WORK INSTRUCTION:
Each record should appear again in the response exactly as it does in the original.

[Stored data]
use crate::VectorEntry;

/// Cosine similarity of two vectors; 0.0 when either has zero norm or the
/// lengths differ.
pub fn cosine_similarity(a: &[f32], b: &[f32]) -> f32 {
    if a.len() != b.len() || a.is_empty() {
        return 0.0;
    }
    let mut dot = 0.0f32;
    let mut norm_a = 0.0f32;
    let mut norm_b = 0.0f32;
    for (x, y) in a.iter().zip(b.iter()) {
        dot += x * y;
        norm_a += x * x;
        norm_b += y * y;
    }
    if norm_a <= 0.0 || norm_b <= 0.0 {
        return 0.0;
    }
    dot / (norm_a.sqrt() * norm_b.sqrt())
}

/// Maximal marginal relevance selection: greedily picks `k` candidates
/// trading off query relevance against redundancy with already-picked
/// entries. `lambda` = 1.0 degenerates to pure nearest-neighbor order.
/// Deterministic for a fixed candidate order; ties keep the earlier
/// candidate.
pub fn select_diverse(
    query: &[f32],
    candidates: Vec<VectorEntry>,
    k: usize,
    lambda: f32,
) -> Vec<VectorEntry> {
    if k == 0 || candidates.is_empty() {
        return Vec::new();
    }

    let relevance: Vec<f32> = candidates
        .iter()
        .map(|entry| cosine_similarity(query, &entry.vector))
        .collect();

    let mut remaining: Vec<usize> = (0..candidates.len()).collect();
    let mut picked: Vec<usize> = Vec::with_capacity(k.min(candidates.len()));

    while picked.len() < k && !remaining.is_empty() {
        let mut best_position = 0;
        let mut best_score = f32::NEG_INFINITY;

        for (position, &candidate_idx) in remaining.iter().enumerate() {
            let redundancy = picked
                .iter()
                .map(|&picked_idx| {
                    let picked_vec = candidates
                        .get(picked_idx)
                        .map(|entry| entry.vector.as_slice())
                        .unwrap_or_default();
                    let candidate_vec = candidates
                        .get(candidate_idx)
                        .map(|entry| entry.vector.as_slice())
                        .unwrap_or_default();
                    cosine_similarity(candidate_vec, picked_vec)
                })
                .fold(0.0f32, f32::max);

            let rel = relevance.get(candidate_idx).copied().unwrap_or_default();
            let score = lambda * rel - (1.0 - lambda) * redundancy;
            if score > best_score {
                best_score = score;
                best_position = position;
            }
        }

        picked.push(remaining.remove(best_position));
    }

    // Preserve pick order, not candidate order.
    let mut by_index: Vec<Option<VectorEntry>> = candidates.into_iter().map(Some).collect();
    picked
        .into_iter()
        .filter_map(|idx| by_index.get_mut(idx).and_then(Option::take))
        .collect()
}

TASK RESPONSE:
use crate::VectorEntry;

/// Cosine similarity of two vectors; 0.0 when either has zero norm or the
/// lengths differ.
pub fn cosine_similarity(a: &[f32], b: &[f32]) -> f32 {
    if a.len() != b.len() || a.is_empty() {
        return 0.0;
    }
    let mut dot = 0.0f32;
    let mut norm_a = 0.0f32;
    let mut norm_b = 0.0f32;
    for (x, y) in a.iter().zip(b.iter()) {
        dot += x * y;
        norm_a += x * x;
        norm_b += y * y;
    }
    if norm_a <= 0.0 || norm_b <= 0.0 {
        return 0.0;
    }
    dot / (norm_a.sqrt() * norm_b.sqrt())
}

/// Maximal marginal relevance selection: greedily picks `k` candidates
/// trading off query relevance against redundancy with already-picked
/// entries. `lambda` = 1.0 degenerates to pure nearest-neighbor order.
/// Deterministic for a fixed candidate order; ties keep the earlier
/// candidate.
pub fn select_diverse(
    query: &[f32],
    candidates: Vec<VectorEntry>,
    k: usize,
    lambda: f32,
) -> Vec<VectorEntry> {
    if k == 0 || candidates.is_empty() {
        return Vec::new();
    }

    let relevance: Vec<f32> = candidates
        .iter()
        .map(|entry| cosine_similarity(query, &entry.vector))
        .collect();

    let mut remaining: Vec<usize> = (0..candidates.len()).collect();
    let mut picked: Vec<usize> = Vec::with_capacity(k.min(candidates.len()));

    while picked.len() < k && !remaining.is_empty() {
        let mut best_position = 0;
        let mut best_score = f32::NEG_INFINITY;

        for (position, &candidate_idx) in remaining.iter().enumerate() {
            let redundancy = picked
                .iter()
                .map(|&picked_idx| {
                    let picked_vec = candidates
                        .get(picked_idx)
                        .map(|entry| entry.vector.as_slice())
                        .unwrap_or_default();
                    let candidate_vec = candidates
                        .get(candidate_idx)
                        .map(|entry| entry.vector.as_slice())
                        .unwrap_or_default();
                    cosine_similarity(candidate_vec, picked_vec)
                })
                .fold(0.0f32, f32::max);

            let rel = relevance.get(candidate_idx).copied().unwrap_or_default();
            let score = lambda * rel - (1.0 - lambda) * redundancy;
            if score > best_score {
                best_score = score;
                best_position = position;
            }
        }

        picked.push(remaining.remove(best_position));
    }

    // Preserve pick order, not candidate order.
    let mut by_index: Vec<Option<VectorEntry>> = candidates.into_iter().map(Some).collect();
    picked
        .into_iter()
        .filter_map(|idx| by_index.get_mut(idx).and_then(Option::take))
        .collect()
}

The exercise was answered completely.